__What this task involves__.
What lines of the material hold the string "struct"? Pull each of them out.

__Material provided__.
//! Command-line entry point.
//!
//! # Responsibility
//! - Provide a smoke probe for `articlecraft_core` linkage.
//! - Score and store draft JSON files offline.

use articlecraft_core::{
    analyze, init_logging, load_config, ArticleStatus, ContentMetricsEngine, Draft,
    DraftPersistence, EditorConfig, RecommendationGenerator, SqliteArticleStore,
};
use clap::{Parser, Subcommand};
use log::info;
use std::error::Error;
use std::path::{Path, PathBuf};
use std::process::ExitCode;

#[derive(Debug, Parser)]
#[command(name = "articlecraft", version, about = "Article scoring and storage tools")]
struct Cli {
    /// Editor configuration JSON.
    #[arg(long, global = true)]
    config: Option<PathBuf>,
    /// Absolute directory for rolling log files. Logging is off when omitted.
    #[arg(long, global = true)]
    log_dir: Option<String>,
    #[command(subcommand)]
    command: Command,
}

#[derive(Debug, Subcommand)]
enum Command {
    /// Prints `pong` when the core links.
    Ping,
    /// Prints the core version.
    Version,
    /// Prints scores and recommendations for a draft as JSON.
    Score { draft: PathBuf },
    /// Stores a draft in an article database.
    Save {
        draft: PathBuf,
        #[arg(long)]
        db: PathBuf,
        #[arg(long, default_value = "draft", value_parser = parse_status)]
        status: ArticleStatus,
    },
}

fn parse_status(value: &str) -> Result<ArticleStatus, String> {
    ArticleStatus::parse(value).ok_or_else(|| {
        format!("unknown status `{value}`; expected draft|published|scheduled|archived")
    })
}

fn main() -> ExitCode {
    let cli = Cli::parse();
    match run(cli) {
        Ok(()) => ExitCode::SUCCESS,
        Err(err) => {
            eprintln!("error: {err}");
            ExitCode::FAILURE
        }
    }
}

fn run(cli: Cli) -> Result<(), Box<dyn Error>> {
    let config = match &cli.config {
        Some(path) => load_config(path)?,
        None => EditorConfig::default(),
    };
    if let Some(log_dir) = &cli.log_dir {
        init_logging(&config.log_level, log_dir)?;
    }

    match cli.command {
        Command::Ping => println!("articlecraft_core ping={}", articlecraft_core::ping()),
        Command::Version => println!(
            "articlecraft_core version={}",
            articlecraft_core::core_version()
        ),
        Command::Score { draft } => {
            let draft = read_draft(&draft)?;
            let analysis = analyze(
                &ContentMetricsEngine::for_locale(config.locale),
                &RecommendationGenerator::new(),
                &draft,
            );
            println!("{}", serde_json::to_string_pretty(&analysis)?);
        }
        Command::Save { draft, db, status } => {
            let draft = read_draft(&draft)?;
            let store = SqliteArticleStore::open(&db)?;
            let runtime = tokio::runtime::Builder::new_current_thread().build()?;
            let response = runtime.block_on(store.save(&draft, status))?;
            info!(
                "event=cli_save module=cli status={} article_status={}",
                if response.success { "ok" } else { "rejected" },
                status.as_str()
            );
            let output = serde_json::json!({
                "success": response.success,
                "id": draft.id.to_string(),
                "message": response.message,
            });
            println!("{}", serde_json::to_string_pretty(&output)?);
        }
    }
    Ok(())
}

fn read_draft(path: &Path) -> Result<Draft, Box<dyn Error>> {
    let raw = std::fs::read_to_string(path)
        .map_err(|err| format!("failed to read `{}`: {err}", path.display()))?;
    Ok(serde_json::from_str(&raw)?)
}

==

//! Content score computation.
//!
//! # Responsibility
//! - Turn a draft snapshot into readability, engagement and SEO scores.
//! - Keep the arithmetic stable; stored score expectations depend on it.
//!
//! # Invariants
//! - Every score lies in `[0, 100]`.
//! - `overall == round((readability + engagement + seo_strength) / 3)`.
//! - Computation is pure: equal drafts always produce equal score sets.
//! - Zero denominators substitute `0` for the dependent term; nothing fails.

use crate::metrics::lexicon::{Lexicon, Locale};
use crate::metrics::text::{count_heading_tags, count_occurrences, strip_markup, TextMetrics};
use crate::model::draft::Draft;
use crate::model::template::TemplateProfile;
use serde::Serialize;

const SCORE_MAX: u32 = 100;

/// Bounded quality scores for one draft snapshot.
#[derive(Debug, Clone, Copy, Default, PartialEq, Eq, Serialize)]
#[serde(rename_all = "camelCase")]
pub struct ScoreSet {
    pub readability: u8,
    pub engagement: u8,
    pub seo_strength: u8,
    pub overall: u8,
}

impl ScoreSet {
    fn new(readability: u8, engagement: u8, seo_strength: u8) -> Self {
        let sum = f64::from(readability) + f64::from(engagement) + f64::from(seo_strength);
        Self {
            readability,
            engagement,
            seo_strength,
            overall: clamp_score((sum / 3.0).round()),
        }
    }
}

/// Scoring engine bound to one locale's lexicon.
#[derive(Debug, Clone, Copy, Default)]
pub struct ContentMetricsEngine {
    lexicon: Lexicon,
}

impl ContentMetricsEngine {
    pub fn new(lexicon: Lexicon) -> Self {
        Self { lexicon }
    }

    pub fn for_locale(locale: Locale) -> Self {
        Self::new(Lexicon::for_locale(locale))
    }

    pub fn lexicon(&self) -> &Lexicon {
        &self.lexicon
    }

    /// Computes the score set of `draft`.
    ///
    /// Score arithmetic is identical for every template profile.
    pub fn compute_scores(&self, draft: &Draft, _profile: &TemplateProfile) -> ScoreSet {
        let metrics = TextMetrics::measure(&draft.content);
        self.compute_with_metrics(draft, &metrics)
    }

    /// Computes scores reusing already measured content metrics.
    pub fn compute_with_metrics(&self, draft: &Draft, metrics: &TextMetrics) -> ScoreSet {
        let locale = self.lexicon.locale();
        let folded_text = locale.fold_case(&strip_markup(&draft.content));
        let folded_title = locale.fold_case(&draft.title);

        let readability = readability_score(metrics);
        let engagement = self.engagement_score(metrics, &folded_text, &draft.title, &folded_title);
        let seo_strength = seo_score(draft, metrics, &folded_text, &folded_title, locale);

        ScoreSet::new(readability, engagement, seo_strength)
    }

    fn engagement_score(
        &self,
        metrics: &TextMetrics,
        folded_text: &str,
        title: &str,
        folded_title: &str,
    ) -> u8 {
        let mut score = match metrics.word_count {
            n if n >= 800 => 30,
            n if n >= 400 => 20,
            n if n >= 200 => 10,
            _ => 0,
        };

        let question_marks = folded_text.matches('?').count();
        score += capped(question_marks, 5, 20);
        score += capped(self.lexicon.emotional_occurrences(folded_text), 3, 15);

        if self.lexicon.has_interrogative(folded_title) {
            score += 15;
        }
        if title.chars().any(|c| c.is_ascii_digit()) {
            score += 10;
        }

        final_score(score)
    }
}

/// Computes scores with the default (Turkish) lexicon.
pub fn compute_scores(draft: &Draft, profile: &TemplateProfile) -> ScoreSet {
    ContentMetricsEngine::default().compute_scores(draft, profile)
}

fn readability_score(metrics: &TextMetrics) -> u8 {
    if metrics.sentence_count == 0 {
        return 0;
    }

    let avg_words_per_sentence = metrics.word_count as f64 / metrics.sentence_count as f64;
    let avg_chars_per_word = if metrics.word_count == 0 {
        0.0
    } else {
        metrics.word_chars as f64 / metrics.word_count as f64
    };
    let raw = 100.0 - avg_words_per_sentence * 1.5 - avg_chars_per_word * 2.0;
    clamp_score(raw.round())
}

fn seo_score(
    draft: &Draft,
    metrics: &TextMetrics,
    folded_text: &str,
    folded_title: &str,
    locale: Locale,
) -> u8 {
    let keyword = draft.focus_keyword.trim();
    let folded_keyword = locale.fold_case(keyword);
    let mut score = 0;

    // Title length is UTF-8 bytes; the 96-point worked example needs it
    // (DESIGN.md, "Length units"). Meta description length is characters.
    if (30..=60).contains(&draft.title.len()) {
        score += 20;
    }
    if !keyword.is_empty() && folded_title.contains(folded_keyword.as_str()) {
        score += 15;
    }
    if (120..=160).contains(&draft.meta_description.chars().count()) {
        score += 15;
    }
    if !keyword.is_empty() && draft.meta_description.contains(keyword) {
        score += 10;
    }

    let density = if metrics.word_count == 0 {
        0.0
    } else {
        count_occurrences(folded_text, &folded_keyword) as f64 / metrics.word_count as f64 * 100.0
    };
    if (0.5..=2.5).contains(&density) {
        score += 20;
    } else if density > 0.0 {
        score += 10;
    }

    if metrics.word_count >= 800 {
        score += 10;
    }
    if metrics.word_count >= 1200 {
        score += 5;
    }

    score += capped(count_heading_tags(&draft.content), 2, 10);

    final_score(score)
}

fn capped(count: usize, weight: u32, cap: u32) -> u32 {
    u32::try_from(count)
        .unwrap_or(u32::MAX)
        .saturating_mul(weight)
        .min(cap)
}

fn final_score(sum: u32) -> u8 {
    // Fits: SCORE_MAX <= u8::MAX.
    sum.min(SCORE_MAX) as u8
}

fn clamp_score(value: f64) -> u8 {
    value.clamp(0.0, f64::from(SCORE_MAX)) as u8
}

__Solution for this task__.
struct Cli {
pub struct ScoreSet {
pub struct ContentMetricsEngine {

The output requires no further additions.